Source material -
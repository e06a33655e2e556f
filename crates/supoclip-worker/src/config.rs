//! Worker configuration.

use std::path::PathBuf;
use std::time::Duration;

/// Which scorer ranks candidate windows.
#[derive(Debug, Clone, Copy, PartialEq, Eq, Default)]
pub enum ScorerKind {
    /// Local text heuristics, no network
    #[default]
    Heuristic,
    /// Gemini `generateContent`
    Gemini,
}

impl ScorerKind {
    pub fn parse(s: &str) -> Option<Self> {
        match s.trim().to_ascii_lowercase().as_str() {
            "heuristic" => Some(ScorerKind::Heuristic),
            "gemini" | "llm" => Some(ScorerKind::Gemini),
            _ => None,
        }
    }
}

/// Worker configuration.
#[derive(Debug, Clone)]
pub struct WorkerConfig {
    /// Maximum concurrent tasks
    pub max_concurrent_tasks: usize,
    /// Maximum concurrent renders within one task
    pub max_concurrent_renders: usize,
    /// Scratch space for downloads and audio, one subdirectory per task
    pub work_dir: PathBuf,
    /// Where finished clips are written, one subdirectory per task
    pub clips_dir: PathBuf,
    /// Where staged uploads live
    pub upload_dir: PathBuf,
    /// Caption font files
    pub fonts_dir: PathBuf,
    /// Haar cascade for face-centred framing; centre crop when unset
    pub face_cascade_path: Option<PathBuf>,
    /// Maximum clips per task (K)
    pub max_clips: usize,
    /// Shortest clip, seconds
    pub min_clip_duration: f64,
    /// Longest clip, seconds
    pub max_clip_duration: f64,
    /// Windows scoring below this are never selected
    pub min_relevance: f64,
    /// Longest accepted source, seconds
    pub max_video_duration: f64,
    pub acquisition_timeout: Duration,
    pub transcription_timeout: Duration,
    pub analysis_timeout: Duration,
    /// Per clip
    pub render_timeout: Duration,
    pub scorer: ScorerKind,
    pub gemini_api_key: Option<String>,
    pub llm_model: String,
    pub whisper_api_url: String,
    pub whisper_api_key: Option<String>,
    pub whisper_model: String,
    /// Netscape cookies file handed to yt-dlp
    pub cookies_file: Option<PathBuf>,
    /// How often the worker scans for orphaned pending entries
    pub claim_interval: Duration,
    /// Minimum idle time before a pending entry can be claimed (crash recovery)
    pub claim_min_idle: Duration,
    /// Task lease TTL; renewed every third of it while the task runs
    pub lease_ttl: Duration,
    /// Graceful shutdown timeout
    pub shutdown_timeout: Duration,
    /// Port for the Prometheus exporter; disabled when unset
    pub metrics_port: Option<u16>,
}

impl Default for WorkerConfig {
    fn default() -> Self {
        Self {
            max_concurrent_tasks: 2,
            max_concurrent_renders: 2,
            work_dir: PathBuf::from("temp"),
            clips_dir: PathBuf::from("outputs/clips"),
            upload_dir: PathBuf::from("uploads"),
            fonts_dir: PathBuf::from("fonts"),
            face_cascade_path: None,
            max_clips: 10,
            min_clip_duration: 10.0,
            max_clip_duration: 45.0,
            min_relevance: 0.5,
            max_video_duration: 3600.0,
            acquisition_timeout: Duration::from_secs(1800),
            transcription_timeout: Duration::from_secs(1800),
            analysis_timeout: Duration::from_secs(300),
            render_timeout: Duration::from_secs(600),
            scorer: ScorerKind::Heuristic,
            gemini_api_key: None,
            llm_model: "gemini-2.5-flash-lite".to_string(),
            whisper_api_url: "https://api.openai.com/v1/audio/transcriptions".to_string(),
            whisper_api_key: None,
            whisper_model: "whisper-1".to_string(),
            cookies_file: None,
            claim_interval: Duration::from_secs(30),
            claim_min_idle: Duration::from_secs(300), // 5 minutes
            lease_ttl: Duration::from_secs(60),
            shutdown_timeout: Duration::from_secs(60),
            metrics_port: None,
        }
    }
}

impl WorkerConfig {
    /// Create config from environment variables.
    pub fn from_env() -> Self {
        let defaults = Self::default();
        Self {
            max_concurrent_tasks: env_parse("WORKER_MAX_TASKS")
                .filter(|n: &usize| *n > 0)
                .unwrap_or(defaults.max_concurrent_tasks),
            max_concurrent_renders: env_parse("WORKER_MAX_RENDERS")
                .filter(|n: &usize| *n > 0)
                .unwrap_or(defaults.max_concurrent_renders),
            work_dir: env_path("WORKER_WORK_DIR").unwrap_or(defaults.work_dir),
            clips_dir: env_path("CLIPS_DIR").unwrap_or(defaults.clips_dir),
            upload_dir: env_path("UPLOAD_DIR").unwrap_or(defaults.upload_dir),
            fonts_dir: env_path("FONTS_DIR").unwrap_or(defaults.fonts_dir),
            face_cascade_path: env_path("FACE_CASCADE_PATH"),
            max_clips: env_parse("MAX_CLIPS").unwrap_or(defaults.max_clips),
            min_clip_duration: env_parse("MIN_CLIP_DURATION").unwrap_or(defaults.min_clip_duration),
            max_clip_duration: env_parse("MAX_CLIP_DURATION").unwrap_or(defaults.max_clip_duration),
            min_relevance: env_parse("MIN_RELEVANCE").unwrap_or(defaults.min_relevance),
            max_video_duration: env_parse("MAX_VIDEO_DURATION")
                .unwrap_or(defaults.max_video_duration),
            acquisition_timeout: env_secs("ACQUISITION_TIMEOUT")
                .unwrap_or(defaults.acquisition_timeout),
            transcription_timeout: env_secs("TRANSCRIPTION_TIMEOUT")
                .unwrap_or(defaults.transcription_timeout),
            analysis_timeout: env_secs("ANALYSIS_TIMEOUT").unwrap_or(defaults.analysis_timeout),
            render_timeout: env_secs("RENDER_TIMEOUT").unwrap_or(defaults.render_timeout),
            scorer: std::env::var("SCORER")
                .ok()
                .and_then(|s| ScorerKind::parse(&s))
                .unwrap_or(defaults.scorer),
            gemini_api_key: env_string("GEMINI_API_KEY"),
            llm_model: env_string("LLM_MODEL").unwrap_or(defaults.llm_model),
            whisper_api_url: env_string("WHISPER_API_URL").unwrap_or(defaults.whisper_api_url),
            whisper_api_key: env_string("WHISPER_API_KEY"),
            whisper_model: env_string("WHISPER_MODEL").unwrap_or(defaults.whisper_model),
            cookies_file: env_path("YTDLP_COOKIES_FILE"),
            claim_interval: env_secs("WORKER_CLAIM_INTERVAL_SECS")
                .unwrap_or(defaults.claim_interval),
            claim_min_idle: env_secs("WORKER_CLAIM_MIN_IDLE_SECS")
                .unwrap_or(defaults.claim_min_idle),
            lease_ttl: env_secs("WORKER_LEASE_TTL_SECS")
                .filter(|ttl| !ttl.is_zero())
                .unwrap_or(defaults.lease_ttl),
            shutdown_timeout: env_secs("WORKER_SHUTDOWN_TIMEOUT")
                .unwrap_or(defaults.shutdown_timeout),
            metrics_port: env_parse("WORKER_METRICS_PORT"),
        }
    }

    /// Check settings that would make every task fail.
    pub fn validate(&self) -> Result<(), String> {
        if self.min_clip_duration <= 0.0 || self.max_clip_duration < self.min_clip_duration {
            return Err(format!(
                "invalid clip duration band [{}, {}]",
                self.min_clip_duration, self.max_clip_duration
            ));
        }
        if !(0.0..=1.0).contains(&self.min_relevance) {
            return Err(format!("MIN_RELEVANCE {} outside [0, 1]", self.min_relevance));
        }
        if self.max_clips == 0 {
            return Err("MAX_CLIPS must be at least 1".to_string());
        }
        if self.claim_min_idle < Duration::from_secs(3) {
            return Err("WORKER_CLAIM_MIN_IDLE_SECS must be at least 3".to_string());
        }
        if self.scorer == ScorerKind::Gemini && self.gemini_api_key.is_none() {
            return Err("SCORER=gemini requires GEMINI_API_KEY".to_string());
        }
        Ok(())
    }
}

fn env_string(key: &str) -> Option<String> {
    std::env::var(key).ok().filter(|s| !s.trim().is_empty())
}

fn env_parse<T: std::str::FromStr>(key: &str) -> Option<T> {
    std::env::var(key).ok().and_then(|s| s.trim().parse().ok())
}

fn env_secs(key: &str) -> Option<Duration> {
    env_parse::<u64>(key).map(Duration::from_secs)
}

fn env_path(key: &str) -> Option<PathBuf> {
    env_string(key).map(PathBuf::from)
}

#[cfg(test)]
mod tests {
    use super::*;

    #[test]
    fn test_defaults_are_valid() {
        let config = WorkerConfig::default();
        assert!(config.validate().is_ok());
        assert_eq!(config.max_clips, 10);
        assert_eq!(config.min_relevance, 0.5);
    }

    #[test]
    fn test_scorer_parse() {
        assert_eq!(ScorerKind::parse("Gemini"), Some(ScorerKind::Gemini));
        assert_eq!(ScorerKind::parse("heuristic"), Some(ScorerKind::Heuristic));
        assert_eq!(ScorerKind::parse("gpt"), None);
    }

    #[test]
    fn test_validate_rejects_bad_band() {
        let config = WorkerConfig {
            min_clip_duration: 60.0,
            max_clip_duration: 15.0,
            ..Default::default()
        };
        assert!(config.validate().is_err());

        let config = WorkerConfig {
            claim_min_idle: Duration::from_secs(1),
            ..Default::default()
        };
        assert!(config.validate().is_err());

        let config = WorkerConfig {
            scorer: ScorerKind::Gemini,
            gemini_api_key: None,
            ..Default::default()
        };
        assert!(config.validate().is_err());
    }
}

Work instruction - Beginning with the line that has "assert_eq!(config.min_relevance, 0.5);", set down every line of the entries above through the final one, unchanged.

Output below -
        assert_eq!(config.min_relevance, 0.5);
    }

    #[test]
    fn test_scorer_parse() {
        assert_eq!(ScorerKind::parse("Gemini"), Some(ScorerKind::Gemini));
        assert_eq!(ScorerKind::parse("heuristic"), Some(ScorerKind::Heuristic));
        assert_eq!(ScorerKind::parse("gpt"), None);
    }

    #[test]
    fn test_validate_rejects_bad_band() {
        let config = WorkerConfig {
            min_clip_duration: 60.0,
            max_clip_duration: 15.0,
            ..Default::default()
        };
        assert!(config.validate().is_err());

        let config = WorkerConfig {
            claim_min_idle: Duration::from_secs(1),
            ..Default::default()
        };
        assert!(config.validate().is_err());

        let config = WorkerConfig {
            scorer: ScorerKind::Gemini,
            gemini_api_key: None,
            ..Default::default()
        };
        assert!(config.validate().is_err());
    }
}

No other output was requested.